# TASK DESCRIPTION
Using the records below, locate all lines containing "DecryptionError" and return them.

########

use std::fs;
use std::io;
use std::path::{Path, PathBuf};

use serde_json::Value;
use thiserror::Error;

use crate::domain::User;
use crate::infrastructure::LoggerTrait;

/// 加载用户数据失败。`Display` 即打印给用户的提示
#[derive(Debug, Error)]
pub enum LoadError {
    /// 文件不存在
    #[error("{} not found.", .path.display())]
    NotFound { path: PathBuf },

    /// 内容不是合法的 UTF-8 JSON
    #[error("Invalid JSON format in {}: {source}", .path.display())]
    InvalidJson {
        path: PathBuf,
        source: serde_json::Error,
    },

    /// 顶层不是数组
    #[error("{} must contain a list of users", .path.display())]
    NotAList { path: PathBuf },

    /// 其他读取错误（权限、目录等）
    #[error("Cannot read {}: {source}", .path.display())]
    Io { path: PathBuf, source: io::Error },
}

impl LoadError {
    /// 是否属于格式错误
    pub fn is_format(&self) -> bool {
        matches!(self, LoadError::InvalidJson { .. } | LoadError::NotAList { .. })
    }
}

/// 从 JSON 文件加载用户列表，保持原有顺序
///
/// 只要求顶层是数组；元素的字段类型不做校验，见 [`User::from_value`]。
pub fn load_users(path: &Path, logger: &dyn LoggerTrait) -> Result<Vec<User>, LoadError> {
    let content = fs::read(path).map_err(|source| match source.kind() {
        io::ErrorKind::NotFound => LoadError::NotFound {
            path: path.to_path_buf(),
        },
        _ => LoadError::Io {
            path: path.to_path_buf(),
            source,
        },
    })?;

    // 非 UTF-8 内容由解析器报告为格式错误
    let root: Value = serde_json::from_slice(&content).map_err(|source| LoadError::InvalidJson {
        path: path.to_path_buf(),
        source,
    })?;

    let Value::Array(records) = root else {
        return Err(LoadError::NotAList {
            path: path.to_path_buf(),
        });
    };

    let users: Vec<User> = records.into_iter().map(User::from_value).collect();

    if logger.is_enabled() {
        let _ = logger.log_load(path, content.len() as u64, users.len());
    }

    Ok(users)
}
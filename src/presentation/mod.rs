pub mod display;

pub use display::{format_duration, write_results, NO_MATCHES};
// 分层结构：领域 / 应用 / 基础设施 / 展示
pub mod domain;
pub mod application;
pub mod infrastructure;
pub mod presentation;

// 重新导出主要类型
pub use domain::{Age, FilterKind, InvalidQuery, User};
pub use application::{load_users, run, Config, LoadError, Outcome};
pub use infrastructure::{Logger, LoggerTrait};
pub use presentation::write_results;
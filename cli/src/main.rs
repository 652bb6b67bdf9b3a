//! mustakhrij CLI - Arabic legal-document text extraction tool

use std::fs;
use std::path::{Path, PathBuf};
use std::time::Duration;

use clap::{Args, Parser, Subcommand};
use colored::Colorize;

use mustakhrij::{ExtractionResult, Extractor};

#[derive(Parser)]
#[command(name = "mustakhrij")]
#[command(version)]
#[command(about = "Extract Arabic legal-document text from PDFs, text files, and web pages", long_about = None)]
struct Cli {
    /// Input source: file path or HTTP/HTTPS URL
    #[arg(value_name = "SOURCE")]
    source: Option<String>,

    #[command(subcommand)]
    command: Option<Commands>,
}

#[derive(Subcommand)]
enum Commands {
    /// Extract canonical logical-order text
    Text {
        /// Input source: file path or HTTP/HTTPS URL
        #[arg(value_name = "SOURCE")]
        source: String,

        /// Output file (stdout if not specified)
        #[arg(short, long, value_name = "FILE")]
        output: Option<PathBuf>,

        /// Reshape the output for display surfaces without bidi support
        #[arg(long)]
        display: bool,

        #[command(flatten)]
        fetch: FetchArgs,
    },

    /// Extract text and emit the full result as JSON
    Json {
        /// Input source: file path or HTTP/HTTPS URL
        #[arg(value_name = "SOURCE")]
        source: String,

        /// Output file (stdout if not specified)
        #[arg(short, long, value_name = "FILE")]
        output: Option<PathBuf>,

        /// Output compact JSON
        #[arg(long)]
        compact: bool,

        #[command(flatten)]
        fetch: FetchArgs,
    },

    /// Show version information
    Version,
}

#[derive(Args)]
struct FetchArgs {
    /// User-Agent header for web sources
    #[arg(long, env = "MUSTAKHRIJ_USER_AGENT")]
    user_agent: Option<String>,

    /// Request deadline in seconds for web sources
    #[arg(long, value_name = "SECS")]
    timeout: Option<u64>,
}

impl FetchArgs {
    fn extractor(&self) -> Extractor {
        let mut extractor = Extractor::new();
        if let Some(ref agent) = self.user_agent {
            extractor = extractor.with_user_agent(agent.clone());
        }
        if let Some(secs) = self.timeout {
            extractor = extractor.with_timeout(Duration::from_secs(secs));
        }
        extractor
    }
}

fn main() {
    env_logger::init();

    let cli = Cli::parse();

    let result = match cli.command {
        Some(Commands::Text {
            source,
            output,
            display,
            fetch,
        }) => cmd_text(&source, output.as_deref(), display, &fetch),
        Some(Commands::Json {
            source,
            output,
            compact,
            fetch,
        }) => cmd_json(&source, output.as_deref(), compact, &fetch),
        Some(Commands::Version) => {
            cmd_version();
            Ok(())
        }
        None => {
            if let Some(source) = cli.source {
                let fetch = FetchArgs {
                    user_agent: None,
                    timeout: None,
                };
                cmd_text(&source, None, false, &fetch)
            } else {
                println!("{}", "Usage: mustakhrij <SOURCE>".yellow());
                println!("       mustakhrij --help for more information");
                Ok(())
            }
        }
    };

    if let Err(e) = result {
        eprintln!("{}: {}", "Error".red().bold(), e);
        std::process::exit(1);
    }
}

fn warn_if_degraded(result: &ExtractionResult) {
    if let Some(ref failure) = result.failure {
        eprintln!(
            "{}: extraction degraded ({:?}): {}",
            "Warning".yellow().bold(),
            failure.kind,
            failure.message
        );
    }
}

fn cmd_text(
    source: &str,
    output: Option<&Path>,
    display: bool,
    fetch: &FetchArgs,
) -> Result<(), Box<dyn std::error::Error>> {
    let extractor = fetch.extractor();
    let result = if display {
        extractor.extract_for_display(source)
    } else {
        extractor.extract(source)
    };

    warn_if_degraded(&result);

    if let Some(path) = output {
        fs::write(path, &result.text)?;
        println!("{} {}", "Saved to".green(), path.display());
    } else {
        println!("{}", result.text);
    }

    Ok(())
}

fn cmd_json(
    source: &str,
    output: Option<&Path>,
    compact: bool,
    fetch: &FetchArgs,
) -> Result<(), Box<dyn std::error::Error>> {
    let result = fetch.extractor().extract(source);

    warn_if_degraded(&result);

    let json = if compact {
        serde_json::to_string(&result)?
    } else {
        serde_json::to_string_pretty(&result)?
    };

    if let Some(path) = output {
        fs::write(path, &json)?;
        println!("{} {}", "Saved to".green(), path.display());
    } else {
        println!("{}", json);
    }

    Ok(())
}

fn cmd_version() {
    println!(
        "{} {}",
        "mustakhrij".cyan().bold(),
        env!("CARGO_PKG_VERSION")
    );
    println!("Arabic legal-document text extraction tool");
    println!();
    println!("License: MIT");
}
//! Data model for extraction inputs and results.

use serde::{Deserialize, Serialize};

use crate::detect::{detect_source, SourceKind};
use crate::error::Error;

/// A source document reference with its inferred kind.
#[derive(Debug, Clone, PartialEq, Eq, Serialize, Deserialize)]
pub struct Source {
    /// Filesystem path or URL.
    pub reference: String,
    /// Inferred content kind.
    pub kind: SourceKind,
}

impl Source {
    /// Create a source from a path or URL, inferring its kind.
    pub fn new(reference: impl Into<String>) -> Self {
        let reference = reference.into();
        let kind = detect_source(&reference);
        Self { reference, kind }
    }
}

/// Classification of a degraded extraction.
#[derive(Debug, Clone, Copy, PartialEq, Eq, Serialize, Deserialize)]
#[serde(rename_all = "snake_case")]
pub enum FailureKind {
    /// File missing, unreadable, or corrupt.
    Io,
    /// PDF structure could not be parsed (including encrypted documents).
    Pdf,
    /// Connection error, timeout, or non-success HTTP status.
    Network,
    /// Content could not be decoded as UTF-8.
    Encoding,
}

/// A recorded extraction failure: kind plus a human-readable message.
#[derive(Debug, Clone, PartialEq, Eq, Serialize, Deserialize)]
pub struct Failure {
    /// Failure classification.
    pub kind: FailureKind,
    /// Description of what went wrong.
    pub message: String,
}

impl From<&Error> for Failure {
    fn from(err: &Error) -> Self {
        let kind = match err {
            Error::Io(_) => FailureKind::Io,
            Error::PdfParse(_) | Error::Encrypted => FailureKind::Pdf,
            Error::Network(_) | Error::HttpStatus(_) => FailureKind::Network,
            Error::Encoding(_) => FailureKind::Encoding,
        };
        Self {
            kind,
            message: err.to_string(),
        }
    }
}

/// The outcome of one extraction call.
///
/// Always renderable: `text` holds the canonical logical-order text on
/// success, and an empty string (or a diagnostic message for plain-text
/// sources) when the extraction degraded. The failure, if any, stays
/// inspectable instead of living only in log output.
#[derive(Debug, Clone, PartialEq, Eq, Serialize, Deserialize)]
pub struct ExtractionResult {
    /// Extracted text.
    pub text: String,
    /// Recorded failure when the extraction degraded.
    pub failure: Option<Failure>,
}

impl ExtractionResult {
    /// A successful extraction.
    pub fn ok(text: String) -> Self {
        Self {
            text,
            failure: None,
        }
    }

    /// A degraded extraction carrying fallback text and the failure record.
    pub fn degraded(text: String, failure: Failure) -> Self {
        Self {
            text,
            failure: Some(failure),
        }
    }

    /// Whether the extraction degraded.
    pub fn is_degraded(&self) -> bool {
        self.failure.is_some()
    }

    /// Consume the result, keeping only the text.
    pub fn into_text(self) -> String {
        self.text
    }
}

#[cfg(test)]
mod tests {
    use super::*;

    #[test]
    fn test_source_infers_kind() {
        let source = Source::new("https://example.com/law/42");
        assert_eq!(source.kind, SourceKind::Web);

        let source = Source::new("case.pdf");
        assert_eq!(source.kind, SourceKind::Pdf);
    }

    #[test]
    fn test_failure_from_error() {
        let failure = Failure::from(&Error::Encrypted);
        assert_eq!(failure.kind, FailureKind::Pdf);
        assert_eq!(failure.message, "Document is encrypted");

        let failure = Failure::from(&Error::HttpStatus(503));
        assert_eq!(failure.kind, FailureKind::Network);
    }

    #[test]
    fn test_encrypted_document_classified_as_pdf_failure() {
        use lopdf::encryption::DecryptionError;

        let err = Error::from(lopdf::Error::Decryption(DecryptionError::IncorrectPassword));
        let failure = Failure::from(&err);
        assert_eq!(failure.kind, FailureKind::Pdf);
        assert_eq!(failure.message, "Document is encrypted");
    }

    #[test]
    fn test_result_degradation() {
        let ok = ExtractionResult::ok("text".to_string());
        assert!(!ok.is_degraded());
        assert_eq!(ok.into_text(), "text");

        let degraded = ExtractionResult::degraded(
            String::new(),
            Failure {
                kind: FailureKind::Io,
                message: "file not found".to_string(),
            },
        );
        assert!(degraded.is_degraded());
        assert!(degraded.text.is_empty());
    }

    #[test]
    fn test_result_serializes() {
        let result = ExtractionResult::ok("نص".to_string());
        let json = serde_json::to_string(&result).unwrap();
        assert!(json.contains("نص"));
        assert!(json.contains("null"));
    }
}
//! Plain-text file scanner.

use std::fs;
use std::path::Path;

use log::warn;

use crate::error::{Error, Result};
use crate::model::{ExtractionResult, Failure};

/// Reads a UTF-8 plain-text file.
///
/// Unlike the PDF and web scanners, a failed read degrades to a
/// human-readable diagnostic message rather than an empty string, so a
/// document view always has something to show the user.
pub struct PlainTextScanner;

impl PlainTextScanner {
    /// Read the text file at `path`.
    ///
    /// Never panics and never returns an error.
    pub fn extract<P: AsRef<Path>>(path: P) -> ExtractionResult {
        let path = path.as_ref();
        match Self::try_extract(path) {
            Ok(text) => ExtractionResult::ok(text),
            Err(e) => {
                warn!("plain-text read failed for {}: {}", path.display(), e);
                let diagnostic = format!("حدث خطأ أثناء قراءة الملف: {}", e);
                ExtractionResult::degraded(diagnostic, Failure::from(&e))
            }
        }
    }

    fn try_extract(path: &Path) -> Result<String> {
        let bytes = fs::read(path)?;
        let text = String::from_utf8(bytes).map_err(|e| Error::Encoding(e.to_string()))?;
        Ok(crate::scan::nfc(&text))
    }
}
//! Line-level direction correction for visually ordered PDF text.
//!
//! PDF text engines frequently emit Arabic glyph runs in the order they
//! were painted, which for Arabic fonts is the opposite of logical
//! reading order. Reversing token order per line restores sentence-level
//! reading order while leaving each word's internal character sequence
//! (and therefore its shaping) untouched.
//!
//! This is a heuristic, not the Unicode bidirectional algorithm: a line
//! mixing Arabic with Latin words or numerals is flipped as one unit,
//! which can misplace the embedded left-to-right segments.

/// Check whether a character falls in the Arabic Unicode block
/// (U+0600–U+06FF).
pub fn is_arabic_char(c: char) -> bool {
    ('\u{0600}'..='\u{06FF}').contains(&c)
}

/// Check whether a line contains any Arabic-block character.
pub fn has_arabic(line: &str) -> bool {
    line.chars().any(is_arabic_char)
}

/// Correct word order on every Arabic line of `text`.
///
/// Lines without Arabic content pass through byte-for-byte. Correction is
/// strictly line-local; no token crosses a line boundary. The function is
/// an involution on token order: applying it twice restores the original
/// ordering of an Arabic line's tokens.
///
/// # Example
/// ```
/// use mustakhrij::shape::direction::fix;
///
/// assert_eq!(fix("مرحبا بالعالم"), "بالعالم مرحبا");
/// assert_eq!(fix("plain latin line"), "plain latin line");
/// ```
pub fn fix(text: &str) -> String {
    text.split('\n')
        .map(fix_line)
        .collect::<Vec<_>>()
        .join("\n")
}

/// Correct a single line, returning it unchanged when it has no Arabic
/// content.
pub fn fix_line(line: &str) -> String {
    if !has_arabic(line) {
        return line.to_string();
    }
    let mut tokens: Vec<&str> = line.split_whitespace().collect();
    tokens.reverse();
    tokens.join(" ")
}

#[cfg(test)]
mod tests {
    use super::*;

    #[test]
    fn test_non_arabic_line_unchanged() {
        let line = "Article 5: the parties agree.";
        assert_eq!(fix(line), line);
    }

    #[test]
    fn test_arabic_line_tokens_reversed() {
        assert_eq!(fix("مرحبا بالعالم"), "بالعالم مرحبا");
    }

    #[test]
    fn test_mixed_line_reversed_as_whole() {
        // Whole-line reversal: the Latin word moves with the rest.
        assert_eq!(fix("Hello مرحبا"), "مرحبا Hello");
    }

    #[test]
    fn test_fix_is_involution_on_token_order() {
        let line = "المادة الأولى من النظام";
        assert_eq!(fix(&fix(line)), line);
    }

    #[test]
    fn test_token_multiset_preserved() {
        let line = "قانون الشركات السعودي";
        let fixed = fix(line);
        let mut before: Vec<&str> = line.split_whitespace().collect();
        let mut after: Vec<&str> = fixed.split_whitespace().collect();
        before.sort_unstable();
        after.sort_unstable();
        assert_eq!(before, after);
    }

    #[test]
    fn test_correction_is_line_local() {
        let text = "مرحبا بالعالم\nplain line\nالسلام عليكم";
        let fixed = fix(text);
        let lines: Vec<&str> = fixed.split('\n').collect();
        assert_eq!(lines[0], "بالعالم مرحبا");
        assert_eq!(lines[1], "plain line");
        assert_eq!(lines[2], "عليكم السلام");
    }

    #[test]
    fn test_empty_and_blank_lines_preserved() {
        assert_eq!(fix(""), "");
        assert_eq!(fix("a\n\nb"), "a\n\nb");
    }

    #[test]
    fn test_has_arabic() {
        assert!(has_arabic("نص"));
        assert!(has_arabic("mixed نص line"));
        assert!(!has_arabic("latin only"));
        // Arabic-Indic digits sit inside the block too.
        assert!(has_arabic("\u{0661}\u{0662}"));
    }
}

########

# YOUR RESPONSE
        use lopdf::encryption::DecryptionError;
        let err = Error::from(lopdf::Error::Decryption(DecryptionError::IncorrectPassword));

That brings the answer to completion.